Exercise materials section start
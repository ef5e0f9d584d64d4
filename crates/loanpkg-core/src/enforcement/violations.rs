//! Violations, enforcements and the ordered violation map.

use std::collections::HashMap;

/// Separator placed between distinct violations in a summary.
pub const SUMMARY_SEPARATOR: &str = "; ";

/// A human-readable description of one failed rule.
///
/// Equal strings are the same violation for counting purposes.
pub type Violation = String;

/// A rule outcome paired with the violation to report when it failed.
#[derive(Debug, Clone, PartialEq, Eq)]
pub struct Enforcement {
    /// Whether the rule held.
    pub rule: bool,
    /// Reported when `rule` is false.
    pub violation: Violation,
}

impl Enforcement {
    /// Creates an enforcement from a rule outcome and its violation.
    #[must_use]
    pub fn new(rule: bool, violation: impl Into<Violation>) -> Self {
        Self {
            rule,
            violation: violation.into(),
        }
    }
}

/// Builds enforcements inline at the call site.
///
/// ```rust
/// use loanpkg_core::enforcement::OrError;
///
/// let check = "".is_empty().or_error("value must be empty");
/// assert!(check.rule);
/// ```
pub trait OrError {
    /// Pairs this rule outcome with the violation to report on failure.
    fn or_error(self, violation: impl Into<Violation>) -> Enforcement;
}

impl OrError for bool {
    fn or_error(self, violation: impl Into<Violation>) -> Enforcement {
        Enforcement::new(self, violation)
    }
}

/// Insertion-ordered map from violation to occurrence count.
///
/// Every stored count is at least one.
#[derive(Debug, Clone, Default, PartialEq, Eq)]
pub struct ViolationMap {
    entries: Vec<(Violation, usize)>,
    positions: HashMap<Violation, usize>,
}

impl ViolationMap {
    /// Creates an empty map.
    #[must_use]
    pub fn new() -> Self {
        Self::default()
    }

    /// Records one occurrence of `violation`.
    pub fn record(&mut self, violation: impl Into<Violation>) {
        self.add(violation, 1);
    }

    /// Adds `count` occurrences of `violation`. A zero count is ignored.
    pub fn add(&mut self, violation: impl Into<Violation>, count: usize) {
        if count == 0 {
            return;
        }
        let violation = violation.into();
        if let Some(&slot) = self.positions.get(&violation) {
            self.entries[slot].1 += count;
        } else {
            self.positions.insert(violation.clone(), self.entries.len());
            self.entries.push((violation, count));
        }
    }

    /// Folds every entry of `other` into this map, keeping this map's order
    /// for messages already present.
    pub fn merge(&mut self, other: Self) {
        for (violation, count) in other.entries {
            self.add(violation, count);
        }
    }

    /// Returns true when no violation was recorded.
    #[must_use]
    pub fn is_empty(&self) -> bool {
        self.entries.is_empty()
    }

    /// Number of distinct violations.
    #[must_use]
    pub fn len(&self) -> usize {
        self.entries.len()
    }

    /// Sum of all occurrence counts.
    #[must_use]
    pub fn total(&self) -> usize {
        self.entries.iter().map(|(_, count)| count).sum()
    }

    /// Occurrence count for `violation`, if it was recorded.
    #[must_use]
    pub fn count(&self, violation: &str) -> Option<usize> {
        self.positions.get(violation).map(|&slot| self.entries[slot].1)
    }

    /// Iterates entries in the order they were first recorded.
    pub fn iter(&self) -> impl Iterator<Item = (&str, usize)> {
        self.entries
            .iter()
            .map(|(violation, count)| (violation.as_str(), *count))
    }

    /// Consumes the map, yielding entries in recording order.
    #[must_use]
    pub fn into_entries(self) -> Vec<(Violation, usize)> {
        self.entries
    }

    /// Joins distinct violations for an error report.
    ///
    /// Repeated violations carry an `(N occurrences)` suffix.
    #[must_use]
    pub fn summary(&self) -> String {
        self.entries
            .iter()
            .map(|(violation, count)| {
                if *count > 1 {
                    format!("{violation} ({count} occurrences)")
                } else {
                    violation.clone()
                }
            })
            .collect::<Vec<_>>()
            .join(SUMMARY_SEPARATOR)
    }
}

impl FromIterator<Violation> for ViolationMap {
    fn from_iter<I: IntoIterator<Item = Violation>>(iter: I) -> Self {
        let mut map = Self::new();
        for violation in iter {
            map.record(violation);
        }
        map
    }
}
Exercise materials section end
**Assigned task**
In the listing, find every line with the word "Item" and return it.

**Result**
    pub fn iter(&self) -> impl Iterator<Item = (&str, usize)> {
    fn from_iter<I: IntoIterator<Item = Violation>>(iter: I) -> Self {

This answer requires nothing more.